What needs to be done ▸
Across the listing below, how many lines have the word "ConcatDedup" in them? Provide only the number.

Source records ▸
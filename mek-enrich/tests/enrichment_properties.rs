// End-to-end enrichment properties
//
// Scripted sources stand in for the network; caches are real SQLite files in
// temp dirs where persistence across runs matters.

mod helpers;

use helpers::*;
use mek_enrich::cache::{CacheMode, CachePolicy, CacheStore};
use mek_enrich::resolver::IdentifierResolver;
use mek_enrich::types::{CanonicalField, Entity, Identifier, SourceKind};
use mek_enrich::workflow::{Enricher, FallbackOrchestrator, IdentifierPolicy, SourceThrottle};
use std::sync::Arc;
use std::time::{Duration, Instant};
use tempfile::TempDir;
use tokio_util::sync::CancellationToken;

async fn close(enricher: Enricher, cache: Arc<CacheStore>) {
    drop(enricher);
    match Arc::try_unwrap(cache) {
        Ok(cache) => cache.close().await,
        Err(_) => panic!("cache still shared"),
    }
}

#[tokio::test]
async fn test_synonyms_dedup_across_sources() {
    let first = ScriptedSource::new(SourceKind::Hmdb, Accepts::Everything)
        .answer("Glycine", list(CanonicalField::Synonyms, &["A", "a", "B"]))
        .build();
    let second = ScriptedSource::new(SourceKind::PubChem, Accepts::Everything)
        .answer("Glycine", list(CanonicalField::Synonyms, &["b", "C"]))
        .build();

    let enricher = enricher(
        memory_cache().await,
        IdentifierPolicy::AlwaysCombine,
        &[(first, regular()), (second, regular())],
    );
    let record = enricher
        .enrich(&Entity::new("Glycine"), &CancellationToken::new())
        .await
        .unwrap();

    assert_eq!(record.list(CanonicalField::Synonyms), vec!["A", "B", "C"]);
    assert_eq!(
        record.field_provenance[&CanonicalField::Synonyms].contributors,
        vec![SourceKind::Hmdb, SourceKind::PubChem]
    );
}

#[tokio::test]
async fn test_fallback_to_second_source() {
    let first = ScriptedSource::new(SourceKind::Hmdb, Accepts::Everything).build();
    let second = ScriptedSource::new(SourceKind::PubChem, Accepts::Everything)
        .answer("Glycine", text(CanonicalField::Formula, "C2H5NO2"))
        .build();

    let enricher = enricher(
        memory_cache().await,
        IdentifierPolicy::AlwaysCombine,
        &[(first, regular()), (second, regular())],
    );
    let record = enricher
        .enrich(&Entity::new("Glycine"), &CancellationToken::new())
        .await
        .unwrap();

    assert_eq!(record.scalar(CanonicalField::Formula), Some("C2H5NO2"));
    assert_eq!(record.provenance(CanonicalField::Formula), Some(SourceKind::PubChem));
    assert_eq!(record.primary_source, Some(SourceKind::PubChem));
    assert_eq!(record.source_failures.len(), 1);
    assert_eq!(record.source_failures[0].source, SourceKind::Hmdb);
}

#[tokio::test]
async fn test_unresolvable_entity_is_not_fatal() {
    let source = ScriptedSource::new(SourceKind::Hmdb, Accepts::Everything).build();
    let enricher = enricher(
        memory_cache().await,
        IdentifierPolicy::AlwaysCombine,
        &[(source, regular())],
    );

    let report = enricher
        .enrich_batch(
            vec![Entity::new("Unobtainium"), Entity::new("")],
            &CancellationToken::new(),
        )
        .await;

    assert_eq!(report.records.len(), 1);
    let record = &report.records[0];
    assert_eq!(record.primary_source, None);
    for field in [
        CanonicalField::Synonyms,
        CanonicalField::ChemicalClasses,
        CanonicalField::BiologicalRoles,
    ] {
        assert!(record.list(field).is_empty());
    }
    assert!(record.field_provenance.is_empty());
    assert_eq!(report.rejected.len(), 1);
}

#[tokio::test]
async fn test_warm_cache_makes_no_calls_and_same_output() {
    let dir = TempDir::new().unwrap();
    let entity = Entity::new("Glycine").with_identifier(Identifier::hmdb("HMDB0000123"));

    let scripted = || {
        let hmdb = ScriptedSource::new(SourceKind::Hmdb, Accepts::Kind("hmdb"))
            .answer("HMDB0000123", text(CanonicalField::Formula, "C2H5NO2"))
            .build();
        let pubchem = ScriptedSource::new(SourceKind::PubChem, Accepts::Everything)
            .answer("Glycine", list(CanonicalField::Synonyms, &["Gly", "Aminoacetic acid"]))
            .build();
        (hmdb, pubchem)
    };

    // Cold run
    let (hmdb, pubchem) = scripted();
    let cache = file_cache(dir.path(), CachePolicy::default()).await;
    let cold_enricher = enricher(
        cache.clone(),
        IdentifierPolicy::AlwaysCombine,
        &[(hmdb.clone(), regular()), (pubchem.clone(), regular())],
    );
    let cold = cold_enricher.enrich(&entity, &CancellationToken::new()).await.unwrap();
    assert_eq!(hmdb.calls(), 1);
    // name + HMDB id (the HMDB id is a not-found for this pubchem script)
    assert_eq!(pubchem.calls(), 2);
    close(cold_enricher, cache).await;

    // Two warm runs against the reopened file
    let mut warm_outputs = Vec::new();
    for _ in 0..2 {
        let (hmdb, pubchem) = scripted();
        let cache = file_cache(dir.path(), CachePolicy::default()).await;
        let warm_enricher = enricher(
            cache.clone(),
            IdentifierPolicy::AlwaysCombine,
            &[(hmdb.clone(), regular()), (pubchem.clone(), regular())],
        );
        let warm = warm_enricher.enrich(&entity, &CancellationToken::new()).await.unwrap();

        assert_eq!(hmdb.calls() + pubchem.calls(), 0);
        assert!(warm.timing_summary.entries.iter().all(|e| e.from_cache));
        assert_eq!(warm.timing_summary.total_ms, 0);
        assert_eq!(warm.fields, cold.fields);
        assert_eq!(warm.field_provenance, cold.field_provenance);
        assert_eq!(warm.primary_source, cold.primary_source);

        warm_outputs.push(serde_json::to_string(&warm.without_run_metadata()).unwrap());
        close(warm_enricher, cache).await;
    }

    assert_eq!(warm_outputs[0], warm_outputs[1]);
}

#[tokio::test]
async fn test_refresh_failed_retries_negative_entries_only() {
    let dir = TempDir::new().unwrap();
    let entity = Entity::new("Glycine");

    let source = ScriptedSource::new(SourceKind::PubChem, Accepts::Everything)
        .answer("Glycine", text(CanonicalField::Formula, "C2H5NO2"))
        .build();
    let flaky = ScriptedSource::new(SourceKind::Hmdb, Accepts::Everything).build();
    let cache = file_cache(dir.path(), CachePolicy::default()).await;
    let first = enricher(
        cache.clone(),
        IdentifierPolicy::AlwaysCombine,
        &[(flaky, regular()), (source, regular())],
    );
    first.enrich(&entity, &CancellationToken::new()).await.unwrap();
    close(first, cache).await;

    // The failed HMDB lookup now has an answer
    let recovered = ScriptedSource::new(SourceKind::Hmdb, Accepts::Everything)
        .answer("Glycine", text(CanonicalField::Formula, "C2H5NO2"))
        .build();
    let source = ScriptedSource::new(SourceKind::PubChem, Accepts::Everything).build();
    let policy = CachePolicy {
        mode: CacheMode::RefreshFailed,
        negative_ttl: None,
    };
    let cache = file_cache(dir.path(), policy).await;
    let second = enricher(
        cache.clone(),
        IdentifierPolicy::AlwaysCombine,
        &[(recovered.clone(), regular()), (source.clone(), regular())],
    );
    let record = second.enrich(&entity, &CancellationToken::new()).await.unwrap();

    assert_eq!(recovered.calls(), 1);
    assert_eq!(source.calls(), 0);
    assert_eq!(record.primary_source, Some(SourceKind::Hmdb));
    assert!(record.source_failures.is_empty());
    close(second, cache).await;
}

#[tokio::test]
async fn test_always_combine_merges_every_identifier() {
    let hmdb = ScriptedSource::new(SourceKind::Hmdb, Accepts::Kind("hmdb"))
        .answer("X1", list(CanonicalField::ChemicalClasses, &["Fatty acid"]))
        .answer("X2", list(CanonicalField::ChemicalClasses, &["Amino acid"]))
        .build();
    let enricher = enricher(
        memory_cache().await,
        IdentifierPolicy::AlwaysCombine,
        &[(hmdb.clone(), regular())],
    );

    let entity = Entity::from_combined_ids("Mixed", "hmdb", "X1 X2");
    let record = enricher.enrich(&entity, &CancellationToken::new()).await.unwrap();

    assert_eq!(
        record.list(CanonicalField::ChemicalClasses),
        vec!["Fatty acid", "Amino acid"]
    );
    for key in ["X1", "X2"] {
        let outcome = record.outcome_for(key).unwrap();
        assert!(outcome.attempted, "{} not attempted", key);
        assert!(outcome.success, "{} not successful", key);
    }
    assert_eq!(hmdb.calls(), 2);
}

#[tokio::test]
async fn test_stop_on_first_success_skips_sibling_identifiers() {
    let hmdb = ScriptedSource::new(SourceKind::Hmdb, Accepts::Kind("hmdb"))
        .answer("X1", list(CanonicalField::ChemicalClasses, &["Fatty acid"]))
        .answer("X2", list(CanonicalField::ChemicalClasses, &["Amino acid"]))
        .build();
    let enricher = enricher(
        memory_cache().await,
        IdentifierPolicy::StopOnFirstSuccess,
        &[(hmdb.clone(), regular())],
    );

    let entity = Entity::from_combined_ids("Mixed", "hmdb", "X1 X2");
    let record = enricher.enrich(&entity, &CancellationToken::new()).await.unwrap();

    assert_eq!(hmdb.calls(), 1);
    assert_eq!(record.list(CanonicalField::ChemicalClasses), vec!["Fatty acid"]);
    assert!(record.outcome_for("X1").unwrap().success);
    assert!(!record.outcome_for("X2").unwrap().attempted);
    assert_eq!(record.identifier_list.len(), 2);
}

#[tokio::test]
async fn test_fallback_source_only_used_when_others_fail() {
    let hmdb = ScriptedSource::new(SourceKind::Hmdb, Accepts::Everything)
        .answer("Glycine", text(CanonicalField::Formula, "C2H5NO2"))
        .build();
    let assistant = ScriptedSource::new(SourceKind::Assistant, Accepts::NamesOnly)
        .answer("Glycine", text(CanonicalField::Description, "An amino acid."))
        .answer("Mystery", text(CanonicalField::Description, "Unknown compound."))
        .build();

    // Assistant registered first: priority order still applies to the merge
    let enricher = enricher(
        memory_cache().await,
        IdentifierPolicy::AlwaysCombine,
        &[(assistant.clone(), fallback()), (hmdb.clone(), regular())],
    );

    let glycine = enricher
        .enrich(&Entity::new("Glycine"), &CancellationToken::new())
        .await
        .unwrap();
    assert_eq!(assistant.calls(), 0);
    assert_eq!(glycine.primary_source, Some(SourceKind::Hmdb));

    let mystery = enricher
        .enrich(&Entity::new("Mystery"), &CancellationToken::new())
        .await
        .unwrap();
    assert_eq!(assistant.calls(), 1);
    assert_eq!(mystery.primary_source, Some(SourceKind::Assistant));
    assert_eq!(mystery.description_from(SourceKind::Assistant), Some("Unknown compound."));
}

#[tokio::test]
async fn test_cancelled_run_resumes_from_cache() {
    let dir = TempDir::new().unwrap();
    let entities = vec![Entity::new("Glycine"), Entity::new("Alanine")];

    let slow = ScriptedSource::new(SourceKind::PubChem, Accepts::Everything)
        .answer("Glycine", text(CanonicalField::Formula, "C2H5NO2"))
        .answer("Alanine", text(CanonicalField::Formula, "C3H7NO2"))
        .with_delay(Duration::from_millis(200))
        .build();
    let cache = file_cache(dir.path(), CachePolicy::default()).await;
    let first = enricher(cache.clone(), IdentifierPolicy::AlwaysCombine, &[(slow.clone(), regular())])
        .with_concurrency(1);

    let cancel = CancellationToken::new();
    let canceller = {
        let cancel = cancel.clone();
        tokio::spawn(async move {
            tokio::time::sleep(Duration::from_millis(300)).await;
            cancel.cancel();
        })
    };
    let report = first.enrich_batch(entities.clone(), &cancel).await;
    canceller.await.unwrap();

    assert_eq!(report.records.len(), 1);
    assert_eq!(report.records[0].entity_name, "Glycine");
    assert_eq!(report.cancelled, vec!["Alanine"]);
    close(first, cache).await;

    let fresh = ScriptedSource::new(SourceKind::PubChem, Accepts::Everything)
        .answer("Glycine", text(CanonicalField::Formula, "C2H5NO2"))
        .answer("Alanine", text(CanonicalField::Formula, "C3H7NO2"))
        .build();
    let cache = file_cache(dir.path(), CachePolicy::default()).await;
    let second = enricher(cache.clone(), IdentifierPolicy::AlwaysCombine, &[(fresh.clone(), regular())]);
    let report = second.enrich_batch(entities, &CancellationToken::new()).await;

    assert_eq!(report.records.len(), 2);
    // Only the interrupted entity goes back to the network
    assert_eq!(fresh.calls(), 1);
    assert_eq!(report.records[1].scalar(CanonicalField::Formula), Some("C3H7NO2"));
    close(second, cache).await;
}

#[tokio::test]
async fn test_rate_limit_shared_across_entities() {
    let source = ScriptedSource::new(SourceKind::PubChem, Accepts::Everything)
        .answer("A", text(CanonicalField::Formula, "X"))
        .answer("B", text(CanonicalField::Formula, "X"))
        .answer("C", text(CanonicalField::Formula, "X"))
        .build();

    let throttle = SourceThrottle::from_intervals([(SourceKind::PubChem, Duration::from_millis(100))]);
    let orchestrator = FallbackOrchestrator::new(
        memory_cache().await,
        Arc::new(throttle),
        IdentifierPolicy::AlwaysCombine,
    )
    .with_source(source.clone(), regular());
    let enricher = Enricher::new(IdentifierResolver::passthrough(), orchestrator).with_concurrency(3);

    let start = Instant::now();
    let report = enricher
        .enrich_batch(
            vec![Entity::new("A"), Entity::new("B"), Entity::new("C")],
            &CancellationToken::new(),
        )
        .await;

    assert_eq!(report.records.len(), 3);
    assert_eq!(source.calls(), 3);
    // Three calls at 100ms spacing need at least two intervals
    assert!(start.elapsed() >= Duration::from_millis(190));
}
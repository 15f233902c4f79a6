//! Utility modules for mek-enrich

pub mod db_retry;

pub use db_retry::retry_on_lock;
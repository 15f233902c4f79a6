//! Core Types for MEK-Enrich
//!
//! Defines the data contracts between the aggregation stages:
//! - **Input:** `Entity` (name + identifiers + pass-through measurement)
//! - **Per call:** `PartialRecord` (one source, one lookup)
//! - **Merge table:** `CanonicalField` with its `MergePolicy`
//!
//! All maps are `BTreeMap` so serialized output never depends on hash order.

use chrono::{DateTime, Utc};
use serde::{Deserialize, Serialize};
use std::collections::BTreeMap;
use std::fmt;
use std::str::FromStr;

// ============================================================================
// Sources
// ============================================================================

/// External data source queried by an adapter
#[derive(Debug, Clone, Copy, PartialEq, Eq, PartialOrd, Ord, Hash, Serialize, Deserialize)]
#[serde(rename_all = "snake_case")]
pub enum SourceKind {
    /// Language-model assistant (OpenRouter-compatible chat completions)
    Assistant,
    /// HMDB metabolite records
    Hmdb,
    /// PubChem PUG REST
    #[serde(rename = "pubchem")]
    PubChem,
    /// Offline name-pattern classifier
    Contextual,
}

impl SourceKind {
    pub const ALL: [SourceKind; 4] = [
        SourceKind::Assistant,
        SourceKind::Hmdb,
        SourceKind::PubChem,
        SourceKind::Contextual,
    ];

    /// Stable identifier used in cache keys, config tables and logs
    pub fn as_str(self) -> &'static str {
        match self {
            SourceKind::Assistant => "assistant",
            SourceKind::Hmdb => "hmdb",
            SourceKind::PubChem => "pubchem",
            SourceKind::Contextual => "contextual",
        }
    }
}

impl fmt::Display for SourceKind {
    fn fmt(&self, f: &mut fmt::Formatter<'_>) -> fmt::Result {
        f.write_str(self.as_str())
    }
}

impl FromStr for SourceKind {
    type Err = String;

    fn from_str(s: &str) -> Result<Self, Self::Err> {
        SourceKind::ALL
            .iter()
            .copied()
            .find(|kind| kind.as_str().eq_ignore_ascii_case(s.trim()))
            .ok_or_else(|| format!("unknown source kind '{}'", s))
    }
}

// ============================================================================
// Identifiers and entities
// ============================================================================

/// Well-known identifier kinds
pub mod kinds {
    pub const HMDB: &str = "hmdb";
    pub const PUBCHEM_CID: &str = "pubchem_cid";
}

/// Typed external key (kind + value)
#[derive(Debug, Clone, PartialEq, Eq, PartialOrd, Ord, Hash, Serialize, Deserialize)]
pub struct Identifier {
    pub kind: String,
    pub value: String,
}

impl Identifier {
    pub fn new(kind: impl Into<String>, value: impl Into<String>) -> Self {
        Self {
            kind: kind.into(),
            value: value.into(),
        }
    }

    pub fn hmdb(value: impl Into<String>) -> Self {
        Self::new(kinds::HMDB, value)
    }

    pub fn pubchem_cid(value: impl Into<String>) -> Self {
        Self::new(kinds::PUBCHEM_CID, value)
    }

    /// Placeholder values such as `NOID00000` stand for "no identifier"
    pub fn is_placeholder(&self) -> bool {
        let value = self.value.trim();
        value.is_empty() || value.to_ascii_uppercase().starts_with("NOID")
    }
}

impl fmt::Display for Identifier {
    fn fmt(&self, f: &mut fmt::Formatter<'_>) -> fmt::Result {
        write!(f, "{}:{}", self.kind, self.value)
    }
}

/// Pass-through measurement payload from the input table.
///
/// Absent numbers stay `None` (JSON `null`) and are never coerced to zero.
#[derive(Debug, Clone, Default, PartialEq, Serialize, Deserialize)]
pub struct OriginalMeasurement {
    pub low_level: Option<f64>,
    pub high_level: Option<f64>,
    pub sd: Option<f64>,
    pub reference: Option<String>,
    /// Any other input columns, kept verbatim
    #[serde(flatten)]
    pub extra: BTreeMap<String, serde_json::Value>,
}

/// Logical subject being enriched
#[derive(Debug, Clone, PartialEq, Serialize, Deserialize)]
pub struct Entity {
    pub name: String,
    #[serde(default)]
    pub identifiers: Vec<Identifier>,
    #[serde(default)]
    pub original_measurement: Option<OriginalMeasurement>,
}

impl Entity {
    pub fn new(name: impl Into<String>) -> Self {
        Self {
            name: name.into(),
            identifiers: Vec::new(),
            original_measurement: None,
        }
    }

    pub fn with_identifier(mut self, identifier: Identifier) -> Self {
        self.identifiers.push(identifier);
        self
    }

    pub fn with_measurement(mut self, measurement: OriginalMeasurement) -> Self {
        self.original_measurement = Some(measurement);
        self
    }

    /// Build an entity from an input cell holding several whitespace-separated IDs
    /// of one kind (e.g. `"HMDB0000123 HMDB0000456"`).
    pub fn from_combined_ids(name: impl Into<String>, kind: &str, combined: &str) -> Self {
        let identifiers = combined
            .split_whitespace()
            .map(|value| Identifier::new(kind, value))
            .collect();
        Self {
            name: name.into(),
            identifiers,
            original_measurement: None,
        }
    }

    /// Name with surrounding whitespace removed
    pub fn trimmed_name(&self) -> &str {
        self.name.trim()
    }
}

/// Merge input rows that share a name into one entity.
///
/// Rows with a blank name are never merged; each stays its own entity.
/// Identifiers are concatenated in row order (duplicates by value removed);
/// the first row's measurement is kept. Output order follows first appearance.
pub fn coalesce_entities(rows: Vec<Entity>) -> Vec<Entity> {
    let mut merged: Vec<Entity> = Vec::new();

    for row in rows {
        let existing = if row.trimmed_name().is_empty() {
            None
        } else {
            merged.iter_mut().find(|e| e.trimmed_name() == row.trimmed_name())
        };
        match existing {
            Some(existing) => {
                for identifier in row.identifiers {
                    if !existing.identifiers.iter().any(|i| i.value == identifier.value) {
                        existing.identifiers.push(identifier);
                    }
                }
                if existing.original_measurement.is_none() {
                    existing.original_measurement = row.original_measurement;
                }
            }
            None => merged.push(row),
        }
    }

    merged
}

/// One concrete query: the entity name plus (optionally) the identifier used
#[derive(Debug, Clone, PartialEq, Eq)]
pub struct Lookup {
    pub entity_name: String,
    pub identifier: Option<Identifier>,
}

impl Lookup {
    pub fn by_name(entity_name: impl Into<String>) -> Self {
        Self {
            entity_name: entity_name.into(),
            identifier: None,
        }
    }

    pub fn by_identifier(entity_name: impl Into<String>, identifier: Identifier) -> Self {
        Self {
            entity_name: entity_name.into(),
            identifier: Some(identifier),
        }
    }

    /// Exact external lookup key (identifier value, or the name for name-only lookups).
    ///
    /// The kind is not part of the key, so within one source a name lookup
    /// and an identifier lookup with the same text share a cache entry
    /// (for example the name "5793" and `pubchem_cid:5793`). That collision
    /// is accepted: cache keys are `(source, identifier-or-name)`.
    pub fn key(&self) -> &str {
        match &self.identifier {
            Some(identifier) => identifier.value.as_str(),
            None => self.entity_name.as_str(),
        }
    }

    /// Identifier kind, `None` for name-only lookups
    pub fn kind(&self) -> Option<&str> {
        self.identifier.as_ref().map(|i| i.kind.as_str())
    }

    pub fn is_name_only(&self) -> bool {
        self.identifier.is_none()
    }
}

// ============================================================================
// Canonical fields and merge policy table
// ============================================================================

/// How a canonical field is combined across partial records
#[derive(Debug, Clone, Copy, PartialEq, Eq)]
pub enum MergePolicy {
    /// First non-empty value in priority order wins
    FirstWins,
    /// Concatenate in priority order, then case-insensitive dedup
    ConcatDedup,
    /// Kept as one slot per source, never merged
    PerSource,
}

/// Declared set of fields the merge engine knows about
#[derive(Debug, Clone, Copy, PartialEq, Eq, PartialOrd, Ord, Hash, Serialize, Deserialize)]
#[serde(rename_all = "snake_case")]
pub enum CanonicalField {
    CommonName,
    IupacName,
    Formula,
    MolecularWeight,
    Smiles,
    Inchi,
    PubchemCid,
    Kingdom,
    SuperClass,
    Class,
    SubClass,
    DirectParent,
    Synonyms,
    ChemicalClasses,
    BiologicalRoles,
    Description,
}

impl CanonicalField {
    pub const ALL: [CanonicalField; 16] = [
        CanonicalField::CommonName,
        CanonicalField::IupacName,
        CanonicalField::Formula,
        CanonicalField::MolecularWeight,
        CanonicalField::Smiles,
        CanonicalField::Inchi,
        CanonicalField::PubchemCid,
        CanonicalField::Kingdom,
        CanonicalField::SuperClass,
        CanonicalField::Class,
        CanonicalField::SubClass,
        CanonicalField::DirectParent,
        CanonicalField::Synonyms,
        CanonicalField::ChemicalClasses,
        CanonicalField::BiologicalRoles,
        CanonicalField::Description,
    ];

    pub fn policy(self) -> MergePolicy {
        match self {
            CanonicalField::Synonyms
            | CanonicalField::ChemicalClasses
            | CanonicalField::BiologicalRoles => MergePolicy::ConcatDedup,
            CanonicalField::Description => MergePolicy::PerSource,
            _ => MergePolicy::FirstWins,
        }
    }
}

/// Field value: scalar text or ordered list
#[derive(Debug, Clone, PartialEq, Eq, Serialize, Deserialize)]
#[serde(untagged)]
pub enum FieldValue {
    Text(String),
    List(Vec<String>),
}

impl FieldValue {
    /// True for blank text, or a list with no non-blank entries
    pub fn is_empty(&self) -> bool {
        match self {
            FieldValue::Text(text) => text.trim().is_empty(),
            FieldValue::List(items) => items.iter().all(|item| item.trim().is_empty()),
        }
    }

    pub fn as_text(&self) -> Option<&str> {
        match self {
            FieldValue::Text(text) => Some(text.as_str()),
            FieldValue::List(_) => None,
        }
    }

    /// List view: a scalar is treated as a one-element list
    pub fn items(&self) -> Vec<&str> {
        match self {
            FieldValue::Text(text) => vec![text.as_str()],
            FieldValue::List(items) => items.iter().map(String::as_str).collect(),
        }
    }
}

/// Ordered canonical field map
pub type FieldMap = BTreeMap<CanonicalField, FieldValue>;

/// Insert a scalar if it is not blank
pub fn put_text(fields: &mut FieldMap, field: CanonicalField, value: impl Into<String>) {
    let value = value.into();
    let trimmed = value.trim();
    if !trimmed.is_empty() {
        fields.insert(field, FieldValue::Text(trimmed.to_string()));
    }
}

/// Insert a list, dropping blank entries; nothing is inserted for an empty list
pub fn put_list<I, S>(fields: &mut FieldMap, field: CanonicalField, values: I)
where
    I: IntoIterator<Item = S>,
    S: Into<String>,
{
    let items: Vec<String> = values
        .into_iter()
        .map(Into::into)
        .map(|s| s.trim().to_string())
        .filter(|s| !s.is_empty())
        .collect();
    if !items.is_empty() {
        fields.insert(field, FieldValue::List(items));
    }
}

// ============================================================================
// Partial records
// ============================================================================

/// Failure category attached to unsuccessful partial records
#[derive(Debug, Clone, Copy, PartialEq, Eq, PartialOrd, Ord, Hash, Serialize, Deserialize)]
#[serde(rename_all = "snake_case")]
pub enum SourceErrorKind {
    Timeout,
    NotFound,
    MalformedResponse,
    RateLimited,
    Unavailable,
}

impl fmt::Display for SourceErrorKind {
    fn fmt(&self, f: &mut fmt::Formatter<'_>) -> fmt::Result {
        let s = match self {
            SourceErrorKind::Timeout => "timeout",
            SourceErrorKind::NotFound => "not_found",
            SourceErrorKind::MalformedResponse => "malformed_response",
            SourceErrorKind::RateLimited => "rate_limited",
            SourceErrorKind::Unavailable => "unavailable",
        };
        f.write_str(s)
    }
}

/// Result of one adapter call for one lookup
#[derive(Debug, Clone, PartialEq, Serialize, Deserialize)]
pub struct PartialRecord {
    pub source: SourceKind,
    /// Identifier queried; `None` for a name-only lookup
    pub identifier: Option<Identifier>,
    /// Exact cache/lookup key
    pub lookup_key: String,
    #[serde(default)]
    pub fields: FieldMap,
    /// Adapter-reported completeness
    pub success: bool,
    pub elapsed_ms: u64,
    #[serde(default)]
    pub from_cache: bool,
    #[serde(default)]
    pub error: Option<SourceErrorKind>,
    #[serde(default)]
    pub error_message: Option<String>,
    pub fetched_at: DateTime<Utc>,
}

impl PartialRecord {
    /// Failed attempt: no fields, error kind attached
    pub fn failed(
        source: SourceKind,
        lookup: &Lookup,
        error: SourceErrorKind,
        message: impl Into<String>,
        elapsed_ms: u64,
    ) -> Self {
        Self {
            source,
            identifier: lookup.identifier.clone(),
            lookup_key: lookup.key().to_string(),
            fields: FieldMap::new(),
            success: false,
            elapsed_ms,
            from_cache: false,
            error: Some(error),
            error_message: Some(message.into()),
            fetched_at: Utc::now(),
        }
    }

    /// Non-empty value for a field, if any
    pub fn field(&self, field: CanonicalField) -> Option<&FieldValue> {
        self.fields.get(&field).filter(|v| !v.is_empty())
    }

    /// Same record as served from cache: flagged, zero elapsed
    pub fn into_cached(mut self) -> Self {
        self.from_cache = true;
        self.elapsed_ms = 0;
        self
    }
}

Solved exercise ▸
2